* _ASSIGNED TASK_: Within the data that follows, set down exactly the lines from the one containing "with required fields." through the one containing "identifier for tracing.", both ends included.

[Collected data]

*****

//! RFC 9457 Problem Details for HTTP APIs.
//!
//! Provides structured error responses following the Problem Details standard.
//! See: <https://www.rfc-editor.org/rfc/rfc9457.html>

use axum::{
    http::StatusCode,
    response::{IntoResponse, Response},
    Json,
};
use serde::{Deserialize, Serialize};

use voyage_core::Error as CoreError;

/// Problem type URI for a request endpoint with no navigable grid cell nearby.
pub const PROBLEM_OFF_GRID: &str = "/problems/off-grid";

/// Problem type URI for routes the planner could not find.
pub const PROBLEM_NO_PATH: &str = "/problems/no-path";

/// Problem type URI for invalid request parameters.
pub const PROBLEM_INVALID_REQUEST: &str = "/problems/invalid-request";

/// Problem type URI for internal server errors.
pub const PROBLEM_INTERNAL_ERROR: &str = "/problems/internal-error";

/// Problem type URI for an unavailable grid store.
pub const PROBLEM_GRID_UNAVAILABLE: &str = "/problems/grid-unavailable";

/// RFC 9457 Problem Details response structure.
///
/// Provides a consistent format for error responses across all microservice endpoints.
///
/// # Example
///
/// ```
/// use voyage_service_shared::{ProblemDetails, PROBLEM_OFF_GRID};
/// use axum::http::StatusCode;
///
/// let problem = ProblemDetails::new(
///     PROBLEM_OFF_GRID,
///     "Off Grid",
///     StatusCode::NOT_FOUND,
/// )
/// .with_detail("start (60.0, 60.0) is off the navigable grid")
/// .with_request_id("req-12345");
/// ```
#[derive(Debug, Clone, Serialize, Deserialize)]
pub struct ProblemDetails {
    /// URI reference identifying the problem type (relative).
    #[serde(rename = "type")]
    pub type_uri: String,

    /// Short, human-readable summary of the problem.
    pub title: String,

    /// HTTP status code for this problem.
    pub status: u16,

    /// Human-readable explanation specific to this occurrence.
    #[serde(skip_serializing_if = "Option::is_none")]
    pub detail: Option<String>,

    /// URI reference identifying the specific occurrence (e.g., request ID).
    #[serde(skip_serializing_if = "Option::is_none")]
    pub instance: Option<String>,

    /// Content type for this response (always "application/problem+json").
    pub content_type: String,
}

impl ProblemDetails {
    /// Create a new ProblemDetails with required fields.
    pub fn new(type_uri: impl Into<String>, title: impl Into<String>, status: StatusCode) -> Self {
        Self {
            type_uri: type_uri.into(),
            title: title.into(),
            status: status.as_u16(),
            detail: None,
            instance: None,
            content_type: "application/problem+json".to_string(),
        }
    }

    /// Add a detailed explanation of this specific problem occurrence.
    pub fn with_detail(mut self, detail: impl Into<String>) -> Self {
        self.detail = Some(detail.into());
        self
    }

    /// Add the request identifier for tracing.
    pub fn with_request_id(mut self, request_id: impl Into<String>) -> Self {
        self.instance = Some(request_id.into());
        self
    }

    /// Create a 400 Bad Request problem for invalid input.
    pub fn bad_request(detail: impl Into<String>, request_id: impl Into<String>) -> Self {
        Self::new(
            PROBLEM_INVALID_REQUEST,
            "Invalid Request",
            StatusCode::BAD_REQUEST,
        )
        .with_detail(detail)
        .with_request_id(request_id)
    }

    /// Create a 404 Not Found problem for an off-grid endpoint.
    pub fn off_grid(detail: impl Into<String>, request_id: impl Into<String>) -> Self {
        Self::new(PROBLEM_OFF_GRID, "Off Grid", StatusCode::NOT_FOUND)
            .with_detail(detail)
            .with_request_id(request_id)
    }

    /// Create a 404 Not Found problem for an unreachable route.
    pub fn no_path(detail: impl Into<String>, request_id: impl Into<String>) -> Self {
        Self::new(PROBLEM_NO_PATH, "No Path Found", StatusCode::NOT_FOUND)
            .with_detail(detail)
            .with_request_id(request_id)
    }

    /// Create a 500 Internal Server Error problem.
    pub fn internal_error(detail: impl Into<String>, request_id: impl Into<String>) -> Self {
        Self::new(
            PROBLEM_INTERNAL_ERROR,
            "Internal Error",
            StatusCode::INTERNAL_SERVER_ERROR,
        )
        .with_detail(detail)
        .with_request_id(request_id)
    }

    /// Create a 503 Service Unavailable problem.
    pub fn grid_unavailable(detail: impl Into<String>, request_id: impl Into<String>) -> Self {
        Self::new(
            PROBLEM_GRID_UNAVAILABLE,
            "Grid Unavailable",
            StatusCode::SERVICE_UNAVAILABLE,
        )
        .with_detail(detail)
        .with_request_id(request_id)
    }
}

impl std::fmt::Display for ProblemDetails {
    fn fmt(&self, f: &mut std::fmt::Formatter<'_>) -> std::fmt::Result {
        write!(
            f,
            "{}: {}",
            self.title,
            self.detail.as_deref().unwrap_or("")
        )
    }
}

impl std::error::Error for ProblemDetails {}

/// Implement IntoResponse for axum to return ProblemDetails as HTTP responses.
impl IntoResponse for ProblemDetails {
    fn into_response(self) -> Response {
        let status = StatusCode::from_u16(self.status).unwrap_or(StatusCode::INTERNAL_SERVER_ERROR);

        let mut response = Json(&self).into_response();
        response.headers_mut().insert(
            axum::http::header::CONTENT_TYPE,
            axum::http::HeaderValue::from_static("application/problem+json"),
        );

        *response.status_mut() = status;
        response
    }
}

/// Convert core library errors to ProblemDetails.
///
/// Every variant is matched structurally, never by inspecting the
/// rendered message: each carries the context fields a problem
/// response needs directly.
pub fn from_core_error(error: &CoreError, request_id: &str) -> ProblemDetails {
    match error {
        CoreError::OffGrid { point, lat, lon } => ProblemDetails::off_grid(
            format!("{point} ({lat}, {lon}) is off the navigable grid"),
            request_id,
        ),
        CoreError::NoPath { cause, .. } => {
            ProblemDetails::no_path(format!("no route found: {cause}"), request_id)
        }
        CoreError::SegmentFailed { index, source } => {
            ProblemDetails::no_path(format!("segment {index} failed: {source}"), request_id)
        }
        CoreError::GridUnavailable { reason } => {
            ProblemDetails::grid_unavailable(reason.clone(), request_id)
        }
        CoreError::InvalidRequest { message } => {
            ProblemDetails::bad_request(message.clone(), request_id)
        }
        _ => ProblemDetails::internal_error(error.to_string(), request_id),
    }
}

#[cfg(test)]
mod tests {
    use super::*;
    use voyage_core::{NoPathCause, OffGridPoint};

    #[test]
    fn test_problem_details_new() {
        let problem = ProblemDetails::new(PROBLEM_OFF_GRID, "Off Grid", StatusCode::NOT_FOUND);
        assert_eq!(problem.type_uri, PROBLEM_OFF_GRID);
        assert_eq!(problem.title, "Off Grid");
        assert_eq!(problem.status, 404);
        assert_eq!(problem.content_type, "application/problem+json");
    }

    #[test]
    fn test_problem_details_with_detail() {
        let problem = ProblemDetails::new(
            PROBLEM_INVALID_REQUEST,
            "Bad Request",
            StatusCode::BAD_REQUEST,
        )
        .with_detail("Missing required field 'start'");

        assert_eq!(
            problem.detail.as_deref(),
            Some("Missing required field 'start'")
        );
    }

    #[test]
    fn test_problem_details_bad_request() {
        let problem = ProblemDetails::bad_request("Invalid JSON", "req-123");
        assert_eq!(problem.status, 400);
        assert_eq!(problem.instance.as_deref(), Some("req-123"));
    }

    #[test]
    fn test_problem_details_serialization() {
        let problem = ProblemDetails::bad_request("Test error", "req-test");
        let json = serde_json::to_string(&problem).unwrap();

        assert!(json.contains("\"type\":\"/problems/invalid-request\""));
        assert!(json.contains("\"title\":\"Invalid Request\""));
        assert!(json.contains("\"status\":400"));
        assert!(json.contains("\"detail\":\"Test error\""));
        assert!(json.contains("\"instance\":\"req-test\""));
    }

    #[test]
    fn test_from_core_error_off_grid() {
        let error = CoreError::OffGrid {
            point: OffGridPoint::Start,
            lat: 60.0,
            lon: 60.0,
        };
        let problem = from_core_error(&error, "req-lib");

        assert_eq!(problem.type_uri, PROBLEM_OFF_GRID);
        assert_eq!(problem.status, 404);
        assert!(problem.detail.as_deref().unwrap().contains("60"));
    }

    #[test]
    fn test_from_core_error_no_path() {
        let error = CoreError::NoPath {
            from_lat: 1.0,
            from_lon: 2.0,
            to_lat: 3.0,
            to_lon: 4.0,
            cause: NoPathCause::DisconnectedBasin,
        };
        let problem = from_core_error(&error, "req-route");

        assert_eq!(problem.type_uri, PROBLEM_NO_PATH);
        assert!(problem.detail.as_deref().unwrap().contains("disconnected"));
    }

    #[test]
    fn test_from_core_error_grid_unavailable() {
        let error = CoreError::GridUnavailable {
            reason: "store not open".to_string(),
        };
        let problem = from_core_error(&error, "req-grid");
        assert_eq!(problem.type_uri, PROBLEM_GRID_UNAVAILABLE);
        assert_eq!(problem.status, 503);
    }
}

*****

* _RESPONSE TO THIS TASK_:
    /// Create a new ProblemDetails with required fields.
    pub fn new(type_uri: impl Into<String>, title: impl Into<String>, status: StatusCode) -> Self {
        Self {
            type_uri: type_uri.into(),
            title: title.into(),
            status: status.as_u16(),
            detail: None,
            instance: None,
            content_type: "application/problem+json".to_string(),
        }
    }

    /// Add a detailed explanation of this specific problem occurrence.
    pub fn with_detail(mut self, detail: impl Into<String>) -> Self {
        self.detail = Some(detail.into());
        self
    }

    /// Add the request identifier for tracing.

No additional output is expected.